Now back to our picture! You can easily see there are 4 valves or doorways between the chambers. These help to allow blood to flow at the proper rate in the right direction. (5)

In addition to our heart there are arteries, veins and capillaries. Think of these as roadways for blood to travel. A great way to remember the difference is that arteries start with an A can carry blood Away from the heart. Veins in contrast carry blood back to the heart. Capillaries which are the smallest blood vessels of all work to connect the 2. The capillaries also take away and carry waste. The skin of the capillaries is so thin it allows oxygen to get into the blood. (6)

The pressure in blood vessels is what we refer to as blood pressure. I will be covering this topic in depth in a few blogs so I won’t get too involved here. Most of this pressure is caused by the beating of our heart or when the heart is “at rest”. Everyone who has had their blood pressure taken knows it is broken down into systole and diastole. Systole is where the heart is contracting and diastole is when it is resting or filling with blood. (7)

The amount of blood that is pumped out from the heart is called cardiac output and can be affected by certain chronic heart disorders. (8) The heart rate is controlled by what is called nodes. The heart rate is normally controlled by what is called the SA node but if this begins to malfunction the AV node can take over. Lastly the Purkinje fibers can take over if they need to. The main concern is that if the AV node and Purkinje fibers control the heart rate, it is usually quite slow and intervention is needed. (9)
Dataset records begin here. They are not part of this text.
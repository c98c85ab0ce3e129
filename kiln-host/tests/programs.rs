use kiln_host::{Console, dump};
use std::path::PathBuf;
use vm::{Fault, FaultKind, State, Vm};

fn program_path(name: &str) -> PathBuf {
    let manifest_dir = std::env::var("CARGO_MANIFEST_DIR")
        .expect("CARGO_MANIFEST_DIR not set");
    PathBuf::from(manifest_dir)
        .parent()
        .expect("missing parent directory")
        .join(format!("programs/{name}.kiln"))
}

/// Loads and runs a program, returning the VM, result, and console text
fn run(name: &str) -> (Vm, Result<State, Fault>, String) {
    let prog =
        kiln_host::load(program_path(name)).expect("could not load program");
    let mut vm = Vm::new(prog);
    let mut console = Console::new();
    let r = vm.run(&mut console);
    let text = console.output().text().into_owned();
    (vm, r, text)
}

#[test]
fn branch() {
    let (vm, r, text) = run("branch");
    assert_eq!(r, Ok(State::Halted));
    assert_eq!(text, "1\nFlow execution finished\n");
    assert_eq!(vm.ip(), 12);
}

#[test]
fn countdown() {
    let (vm, r, text) = run("countdown");
    assert_eq!(r, Ok(State::Halted));
    assert_eq!(
        text,
        "3 - 1 = 2\n2\n\
         2 - 1 = 1\n1\n\
         1 - 1 = 0\n0\n\
         Flow execution finished\n"
    );
    assert_eq!(dump::stack(&vm), "");
}

#[test]
fn arith() {
    let (vm, r, text) = run("arith");
    assert_eq!(r, Ok(State::Halted));
    assert_eq!(
        text,
        "6 * 7 = 42\n\
         42 / 2 = 21\n\
         21 + 4 = 25\n\
         25 - 9 = 16\n\
         No operation\n\
         16\n\
         Flow execution finished\n"
    );
    assert_eq!(vm.stack(), &[16]);
}

#[test]
fn max() {
    let (_vm, r, text) = run("max");
    assert_eq!(r, Ok(State::Halted));
    assert_eq!(text, "30\nFlow execution finished\n");
}

#[test]
fn divzero() {
    let (vm, r, text) = run("divzero");
    let e = r.unwrap_err();
    assert_eq!(e.kind, FaultKind::DivisionByZero);
    assert_eq!(e.ip, 4);
    assert_eq!(e.to_string(), "division by zero (opcode 5 at ip 4)");
    assert_eq!(vm.state(), State::Faulted);
    assert_eq!(text, "");
    assert_eq!(dump::stack(&vm), "0x0001 0x0000\n");
}

#[test]
fn unknown() {
    let (vm, r, _text) = run("unknown");
    let e = r.unwrap_err();
    assert_eq!(e.kind, FaultKind::UnknownOpcode);
    assert_eq!(e.opcode, 99);
    assert_eq!(vm.stack(), &[1]);
}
I have tried to give an overview of the heart so that when we talk about certain disorders it is easy to understand what is going on. During this series I will be reviewing a number of the most common heart disorders that we encounter. We will also be reviewing some common supplements such a CoQ10, magnesium and even resveratrol. But we may go over a few things most people don’t consider for heart health.


In our next blog we will be exploring how Collagen is an amazing nutrient and not just for joints, for your heart too!


  1. Starr, Cecie; Evers, Christine; Starr, Lisa (2009). Biology: Today and Tomorrow With Physiology. Cengage Learning. p. 422. ISBN 978-0-495-56157-6Archived from the original on 2 May 2016.
  2. https://www.mdpi.com/2673-8430/2/4/31
  3. Guyton & Hall 2011, p. 157.
  4. Guyton & Hall 2011, pp. 101, 157–158, 180.
  5. Betts, J. Gordon (2013). Anatomy & physiology. OpenStax College, Rice University. pp. 787–846. ISBN 978-1-938168-13-0Archived from the original on 27 February 2021. Retrieved 11 August 2014.
  6. https://my.clevelandclinic.org/health/body/21640-blood-vessels
  7. https://www.nhlbi.nih.gov/health/high-blood-pressure
  8. Betts, J. Gordon (2013). Anatomy & physiology. OpenStax College, Rice University. pp. 787–846. ISBN 978-1-938168-13-0Archived from the original on 27 February 2021. Retrieved 11 August 2014.